Self-injurious Behaviour in People with Intellectual Disability

Chris Oliver; Caroline Richards

Disclosures

Curr Opin Psychiatry. 2010;23(5):412-416. 

In This Article

Abstract and Introduction

Abstract

Purpose of review To provide a critical evaluation of a broad range of peer-reviewed published studies of relevance to self-injurious behaviour in people with intellectual disability and autism spectrum disorders.
Recent findings The review covers the prevalence of self-injurious behaviour, the characteristics of those showing the behaviour, self-injury in autism spectrum disorders, biological influences on self-injurious behaviour, behavioural assessment and psychological and pharmacological interventions.
Summary The recent literature describes systematic evaluation of the efficacy of aripiprazole, and parent training combined with risperidone.
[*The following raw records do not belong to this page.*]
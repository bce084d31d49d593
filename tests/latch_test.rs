mod test_utils;

use std::{
    sync::{
        atomic::{AtomicUsize, Ordering},
        Arc, Mutex,
    },
    thread,
    time::Duration,
};

use small_je::latch::{
    Latch, LatchError, LatchFactory, LatchKind, LatchTable, Latched, SharedLatch, SpinLatch,
};

fn wait_for_waiters(latch: &dyn Latch, n: usize) {
    while latch.n_waiters() < n {
        thread::sleep(Duration::from_millis(1));
    }
}

#[test]
fn test_self_held() {
    test_utils::setup();

    let latch = SharedLatch::new("a", None, None);
    latch.acquire().unwrap();
    assert_eq!(latch.acquire(), Err(LatchError::SelfHeld("a".to_string())));
    assert_eq!(
        latch.acquire_no_wait(),
        Err(LatchError::SelfHeld("a".to_string()))
    );
    assert!(latch.is_owner());

    latch.release().unwrap();
    assert_eq!(latch.release(), Err(LatchError::NotHeld("a".to_string())));
    assert!(!latch.release_if_owner());
    assert!(!latch.is_held());

    let stats = latch.stats();
    assert_eq!(stats.n_acquires_self_owned, 2);
    assert_eq!(stats.n_releases, 1);

    let spin = SpinLatch::new("b", None, None);
    spin.acquire().unwrap();
    assert_eq!(spin.acquire(), Err(LatchError::SelfHeld("b".to_string())));
    spin.release().unwrap();
    assert_eq!(spin.release(), Err(LatchError::NotHeld("b".to_string())));
}

/// Release by a thread that doesn't own the latch fails and leaves the
/// owner in place.
#[test]
fn test_release_by_other_thread() {
    test_utils::setup();

    let latch = Arc::new(SharedLatch::new("a", None, None));
    latch.acquire().unwrap();

    let other = latch.clone();
    let result = thread::spawn(move || other.release()).join().unwrap();
    assert_eq!(result, Err(LatchError::NotHeld("a".to_string())));
    assert!(latch.is_owner());
    latch.release().unwrap();
}

#[test]
fn test_mutual_exclusion() {
    test_utils::setup();

    let factory_table = Arc::new(LatchTable::new());
    for kind in [LatchKind::Shared, LatchKind::Spin] {
        let factory = LatchFactory::new(kind, None, factory_table.clone());
        let latch: Arc<Box<dyn Latch>> = Arc::new(factory.create("counter"));
        let inside = AtomicUsize::new(0);
        let total = AtomicUsize::new(0);

        crossbeam::scope(|s| {
            for _ in 0..8 {
                s.spawn(|_| {
                    for _ in 0..200 {
                        latch.acquire().unwrap();
                        assert_eq!(inside.fetch_add(1, Ordering::SeqCst), 0);
                        total.fetch_add(1, Ordering::SeqCst);
                        inside.fetch_sub(1, Ordering::SeqCst);
                        latch.release().unwrap();
                    }
                });
            }
        })
        .unwrap();

        assert_eq!(total.load(Ordering::SeqCst), 8 * 200);
        assert!(!latch.is_held());
        assert_eq!(latch.stats().n_releases, 8 * 200);
    }
    assert_eq!(factory_table.count_latches_held(), 0);
}

/// Waiters are granted in the order they started waiting.
#[test]
fn test_fifo() {
    test_utils::setup();

    let latch = Arc::new(SharedLatch::new("fifo", None, None));
    let order = Arc::new(Mutex::new(Vec::new()));
    latch.acquire().unwrap();

    let mut handles = Vec::new();
    for i in 0..6 {
        let latch_clone = latch.clone();
        let order = order.clone();
        handles.push(thread::spawn(move || {
            latch_clone.acquire().unwrap();
            order.lock().unwrap().push(i);
            latch_clone.release().unwrap();
        }));

        // the next thread only starts once this one is queued
        wait_for_waiters(latch.as_ref(), i + 1);
    }

    latch.release().unwrap();
    for handle in handles {
        handle.join().unwrap();
    }

    assert_eq!(*order.lock().unwrap(), (0..6).collect::<Vec<usize>>());
    assert_eq!(latch.stats().n_acquires_with_contention, 6);
}

#[test]
fn test_acquire_no_wait() {
    test_utils::setup();

    let latch = Arc::new(SharedLatch::new("a", None, None));
    latch.acquire().unwrap();

    let other = latch.clone();
    let got = thread::spawn(move || other.acquire_no_wait().unwrap())
        .join()
        .unwrap();
    assert!(!got);

    latch.release().unwrap();
    let other = latch.clone();
    let got = thread::spawn(move || {
        let got = other.acquire_no_wait().unwrap();
        other.release().unwrap();
        got
    })
    .join()
    .unwrap();
    assert!(got);

    let stats = latch.stats();
    assert_eq!(stats.n_acquire_no_wait_successful, 1);
    assert_eq!(stats.n_acquire_no_wait_unsuccessful, 1);
}

#[test]
fn test_timeout() {
    test_utils::setup();

    for kind in [LatchKind::Shared, LatchKind::Spin] {
        let factory = LatchFactory::new(kind, Some(Duration::from_millis(50)), Arc::new(LatchTable::new()));
        let latch: Arc<Box<dyn Latch>> = Arc::new(factory.create("slow"));
        latch.acquire().unwrap();

        let other = latch.clone();
        let result = thread::spawn(move || other.acquire()).join().unwrap();
        match result {
            Err(LatchError::Timeout { name, .. }) => assert_eq!(name, "slow"),
            other => panic!("expected a timeout, got {:?}", other),
        }
        assert_eq!(latch.stats().n_timeouts, 1);
        assert_eq!(latch.n_waiters(), 0);

        // the timed out waiter left no trace, the latch still works
        latch.release().unwrap();
        let other = latch.clone();
        thread::spawn(move || {
            other.acquire().unwrap();
            other.release().unwrap();
        })
        .join()
        .unwrap();
    }
}

#[test]
fn test_latch_table() {
    test_utils::setup();

    let table = Arc::new(LatchTable::new());
    let a = SharedLatch::new("BIN_1", None, Some(table.clone()));
    let b = SpinLatch::new("root_1", None, Some(table.clone()));

    b.acquire().unwrap();
    a.acquire().unwrap();
    assert_eq!(table.count_latches_held(), 2);
    assert_eq!(table.latches_held_to_string(), "root_1, BIN_1");

    // another thread holds nothing
    let t = table.clone();
    let n = thread::spawn(move || t.count_latches_held()).join().unwrap();
    assert_eq!(n, 0);

    b.release().unwrap();
    assert_eq!(table.latches_held_to_string(), "BIN_1");
    a.release().unwrap();
    assert_eq!(table.count_latches_held(), 0);
    assert!(!table.unnote_latch("BIN_1"));

    // two environments don't see each other's latches
    let other_table = LatchTable::new();
    a.acquire().unwrap();
    assert_eq!(other_table.count_latches_held(), 0);
    a.release().unwrap();
}

#[test]
fn test_latched_guard() {
    test_utils::setup();

    let factory = LatchFactory::new(LatchKind::Shared, None, Arc::new(LatchTable::new()));
    let counter = Arc::new(Latched::new(factory.create("counter"), 0u64));

    crossbeam::scope(|s| {
        for _ in 0..4 {
            let counter = &counter;
            s.spawn(move |_| {
                for _ in 0..100 {
                    let mut guard = counter.latch();
                    *guard += 1;
                }
            });
        }
    })
    .unwrap();
    assert_eq!(*counter.latch(), 400);

    // a held guard makes try_latch fail on other threads
    let guard = counter.latch();
    assert!(counter.raw_latch().is_owner());
    let other = counter.clone();
    let busy = thread::spawn(move || other.try_latch().is_none())
        .join()
        .unwrap();
    assert!(busy);

    drop(guard);
    assert!(!counter.raw_latch().is_held());
    assert_eq!(factory.table().count_latches_held(), 0);
}

/// Coupling: the child guard outlives the parent guard.
#[test]
fn test_latch_coupling() {
    test_utils::setup();

    let factory = LatchFactory::new(LatchKind::Shared, None, Arc::new(LatchTable::new()));
    let parent = Arc::new(Latched::new(factory.create("IN_1"), "parent"));
    let child = Arc::new(Latched::new(factory.create("BIN_2"), "child"));

    let parent_guard = parent.latch();
    let child_guard = child.latch();
    assert_eq!(factory.table().count_latches_held(), 2);
    drop(parent_guard);

    assert!(!parent.raw_latch().is_held());
    assert!(child.raw_latch().is_owner());
    assert_eq!(*child_guard, "child");
    assert_eq!(factory.table().latches_held_to_string(), "BIN_2");
}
Meta-analyses of behavioural interventions provide evidence of their efficacy and related research describes beneficial modification to behavioural assessment procedures. The prevalence literature provides data on individual characteristics that are associated with persistence and presence of self-injury and that might be considered as risk markers. Pain behaviour appears to be associated with self-injury, with implications for theories of the involvement of endorphins, and as a causal factor. In combination, these research findings demonstrate the multiple influences on self-injurious behaviour that must be taken into account in the assessment, formulation, intervention process.

Introduction

There are discernible trends in the recent research literature on self-injurious behaviour. One is the quality and strength of evidence for interventions with the emergence of medication trials of robust design and meta-analyses of behavioural procedures. The second is the identification of individual characteristics that are associated with self-injury becoming incorporated into causal models. Finally, there is some evidence of integration of biological and environmental influence in constructing interventions and the examination of likely contextual variables on intervention. These trends are positive and can ultimately influence the quality and availability of clinical services. The review is divided into sections on prevalence and individual characteristics, autism spectrum disorders, biological influences on self-injury, behavioural assessment and psychological and pharmacological intervention.